Given information ▸
+ + + +
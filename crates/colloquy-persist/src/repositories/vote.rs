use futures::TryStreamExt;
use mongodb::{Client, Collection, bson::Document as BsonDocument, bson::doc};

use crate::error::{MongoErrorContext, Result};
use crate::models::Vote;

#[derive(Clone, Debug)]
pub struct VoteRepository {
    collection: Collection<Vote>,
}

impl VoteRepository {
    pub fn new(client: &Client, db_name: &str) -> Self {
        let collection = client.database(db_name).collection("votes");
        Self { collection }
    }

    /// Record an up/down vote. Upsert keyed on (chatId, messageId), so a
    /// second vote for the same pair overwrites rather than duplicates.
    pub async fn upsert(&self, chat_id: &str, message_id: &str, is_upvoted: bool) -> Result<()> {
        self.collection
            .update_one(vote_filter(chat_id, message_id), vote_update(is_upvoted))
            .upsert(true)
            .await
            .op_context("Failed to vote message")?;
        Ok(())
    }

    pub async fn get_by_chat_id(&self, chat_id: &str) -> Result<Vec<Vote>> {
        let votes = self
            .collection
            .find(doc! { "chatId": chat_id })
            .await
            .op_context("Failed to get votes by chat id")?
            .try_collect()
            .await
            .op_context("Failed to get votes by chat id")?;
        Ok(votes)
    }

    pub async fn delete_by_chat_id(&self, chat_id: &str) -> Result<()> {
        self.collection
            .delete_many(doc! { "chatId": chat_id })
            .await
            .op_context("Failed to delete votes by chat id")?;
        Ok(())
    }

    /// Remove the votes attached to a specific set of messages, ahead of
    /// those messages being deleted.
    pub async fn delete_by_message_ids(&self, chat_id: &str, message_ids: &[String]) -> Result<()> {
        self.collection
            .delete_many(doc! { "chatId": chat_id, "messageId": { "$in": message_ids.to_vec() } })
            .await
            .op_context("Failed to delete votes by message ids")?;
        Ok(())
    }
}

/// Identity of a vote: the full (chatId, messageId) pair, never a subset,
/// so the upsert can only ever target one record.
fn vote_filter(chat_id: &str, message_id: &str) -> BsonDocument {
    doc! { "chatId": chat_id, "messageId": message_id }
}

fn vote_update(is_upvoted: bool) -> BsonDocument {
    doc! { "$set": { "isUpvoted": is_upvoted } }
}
+ + + +
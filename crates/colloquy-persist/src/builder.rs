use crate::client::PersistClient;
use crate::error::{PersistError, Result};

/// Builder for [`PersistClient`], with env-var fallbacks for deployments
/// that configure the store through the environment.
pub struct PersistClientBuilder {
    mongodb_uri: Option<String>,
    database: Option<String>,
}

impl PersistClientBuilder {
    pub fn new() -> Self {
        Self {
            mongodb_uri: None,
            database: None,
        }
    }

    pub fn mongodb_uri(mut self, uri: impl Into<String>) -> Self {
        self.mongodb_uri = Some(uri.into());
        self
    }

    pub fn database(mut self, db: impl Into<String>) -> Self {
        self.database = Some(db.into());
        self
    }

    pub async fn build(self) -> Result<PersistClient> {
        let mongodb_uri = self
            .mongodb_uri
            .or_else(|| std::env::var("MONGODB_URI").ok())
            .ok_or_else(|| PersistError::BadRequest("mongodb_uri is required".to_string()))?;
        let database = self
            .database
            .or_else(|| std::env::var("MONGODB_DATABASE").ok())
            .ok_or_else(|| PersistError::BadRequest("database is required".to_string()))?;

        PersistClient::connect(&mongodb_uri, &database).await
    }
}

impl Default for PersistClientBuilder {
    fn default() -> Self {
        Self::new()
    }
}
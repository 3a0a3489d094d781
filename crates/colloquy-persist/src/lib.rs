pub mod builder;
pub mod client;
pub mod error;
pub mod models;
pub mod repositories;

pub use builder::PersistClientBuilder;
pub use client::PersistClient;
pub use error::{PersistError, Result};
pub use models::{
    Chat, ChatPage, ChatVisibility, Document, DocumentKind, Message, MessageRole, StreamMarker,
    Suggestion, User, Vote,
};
+ + + +
Each line above that contains "chatId" must be copied out.

    /// Record an up/down vote. Upsert keyed on (chatId, messageId), so a
            .find(doc! { "chatId": chat_id })
            .delete_many(doc! { "chatId": chat_id })
            .delete_many(doc! { "chatId": chat_id, "messageId": { "$in": message_ids.to_vec() } })
/// Identity of a vote: the full (chatId, messageId) pair, never a subset,
    doc! { "chatId": chat_id, "messageId": message_id }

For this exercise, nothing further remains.